For some Wilton parents, the Board of Education’s nearly $2 million surplus doesn’t add up.
According to town resident Diane Kuczo, many parents are "very frustrated that we are paying higher taxes" under threats to cut programs, increase class sizes and make do with fewer teachers or without freshman sports.
"Yet there are still program cuts in the schools, and then we find out we have extra money, so the programs didn’t need to be cut and our taxes didn’t need to be raised," Kuczo said.
Last spring, Wilton passed a $112 million town budget, and of that, $72.8 million was slated for the Board of Education. Now unaudited figures show the BOE running a surplus. Yet, many parents are confused as to whether it signifies good financial planning or false alarms.
In that, Kuczo’s frustration mirrors other parents of school-aged children. Every year at budget time, the Board of Education and its representatives tell parents programs will be cut if the budget doesn’t pass, Kuczo said in an email.
“I can understand frustration when budgets have been cut to pretty low levels in the past years and then we end up giving money back at the end of the year,” said Ken Post, Director of Financial Planning and Operations for Wilton Schools. “But you get a set amount of money and you can’t be wrong the other way, you can’t spend more than you have.”
Moreover, this year’s surplus won’t necessarily factor into next year’s budget. When putting together next year’s budget Post said he looks at which items caused the surplus.
For example, the surplus might result from a heating oil surplus, or from unexpected teacher retirements. And while Post might hypothetically budget for three teacher retirements, there could be four unexpected ones.
Schools, similarly to departments in private companies, over-budget out of caution, said Board of Finance member Andy Pforzheimer.
“They don't want to get caught short if they guess wrong on the medical, and have to get supplemental appropriations from the town, which is a big headache,” Pforzheimer said. “It's a balancing act as to how much this makes perfect sense, and how much of it is an overuse of taxpayer money.”
Nearly the entire surplus came from items unrelated to academics. They included Medical, early retirement and energy savings.
For example, in 2011 the schools spent $8.2 million on health insurance, but had budgeted for $10 million. Then, six months into the year it was clear the schools weren’t going to need that money.
Yet, Post said “It’s often six months into it by the time we knew with any certainty what it’ll [surplus] be."
Situations such as this have some on the Board of Finance members pushing the schools to adjust the amount of money requested in their budget. However, the finance board understands the BOE's fear of being caught short-handed.
“The schools self-insure. If there are fewer claims than expected—or rather, fewer than the worst-case scenario incorporated into the budget—then there is money left over at the end of the year,” Pforzheimer said.
Board of Finance member Lynne Vanderslice said the Board of Education budget, like any town department, is simply an estimate.

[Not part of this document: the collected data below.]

// crates/imstack-core/src/options.rs
use crate::Orientation;
use serde::{Deserialize, Serialize};

/// Per-node overrides of the style defaults. Unset fields keep the style value.
#[derive(Debug, Clone, Copy, Default, PartialEq, Serialize, Deserialize)]
#[serde(default)]
pub struct LayoutOptions {
    pub min_width: Option<f32>,
    pub max_width: Option<f32>,
    pub min_height: Option<f32>,
    pub max_height: Option<f32>,
    pub horizontal_stretch_factor: Option<u32>,
    pub vertical_stretch_factor: Option<u32>,
}

impl LayoutOptions {
    pub fn new() -> Self {
        Self::default()
    }

    /// Fixes the border-box width.
    pub fn width(mut self, width: f32) -> Self {
        self.min_width = Some(width);
        self.max_width = Some(width);
        self
    }

    /// Fixes the border-box height.
    pub fn height(mut self, height: f32) -> Self {
        self.min_height = Some(height);
        self.max_height = Some(height);
        self
    }

    pub fn min_width(mut self, value: f32) -> Self {
        self.min_width = Some(value);
        self
    }

    pub fn max_width(mut self, value: f32) -> Self {
        self.max_width = Some(value);
        self
    }

    pub fn min_height(mut self, value: f32) -> Self {
        self.min_height = Some(value);
        self
    }

    pub fn max_height(mut self, value: f32) -> Self {
        self.max_height = Some(value);
        self
    }

    pub fn horizontal_stretch(mut self, factor: u32) -> Self {
        self.horizontal_stretch_factor = Some(factor);
        self
    }

    pub fn vertical_stretch(mut self, factor: u32) -> Self {
        self.vertical_stretch_factor = Some(factor);
        self
    }

    pub fn expand_width(self) -> Self {
        self.horizontal_stretch(1)
    }

    pub fn expand_height(self) -> Self {
        self.vertical_stretch(1)
    }

    /// The `(min, max)` overrides for an axis.
    pub fn bounds(&self, axis: Orientation) -> (Option<f32>, Option<f32>) {
        match axis {
            Orientation::Horizontal => (self.min_width, self.max_width),
            Orientation::Vertical => (self.min_height, self.max_height),
        }
    }

    pub fn stretch_factor(&self, axis: Orientation) -> Option<u32> {
        match axis {
            Orientation::Horizontal => self.horizontal_stretch_factor,
            Orientation::Vertical => self.vertical_stretch_factor,
        }
    }
}

#[cfg(test)]
mod tests {
    use super::*;

    #[test]
    fn test_builder_sets_only_named_fields() {
        let options = LayoutOptions::new().width(120.0).expand_height();
        assert_eq!(options.bounds(Orientation::Horizontal), (Some(120.0), Some(120.0)));
        assert_eq!(options.bounds(Orientation::Vertical), (None, None));
        assert_eq!(options.stretch_factor(Orientation::Vertical), Some(1));
        assert_eq!(options.stretch_factor(Orientation::Horizontal), None);
    }
}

“Some years you might be under and some over,” she said. “Typically both the schools and the BOS are conservative in their budgeting as unlike a company, if they under budget they can't just sell more product. Instead they have to come to the BOF for a special appropriation.”
If there’s a surplus the BOE returns the money to the undesignated general fund confident that if a deficit occurs in a future year, the BOF will provide them the additional funding, Vanderslice said.
“So it stands to reason that if there's "extra" it would go back to the Town,” Pforzheimer said. “If your kid asked for $20 to go to the movies and get some popcorn, and it turns out the popcorn was less than he thought, and he had $2.00 left over, he would give it back to you, not keep it.”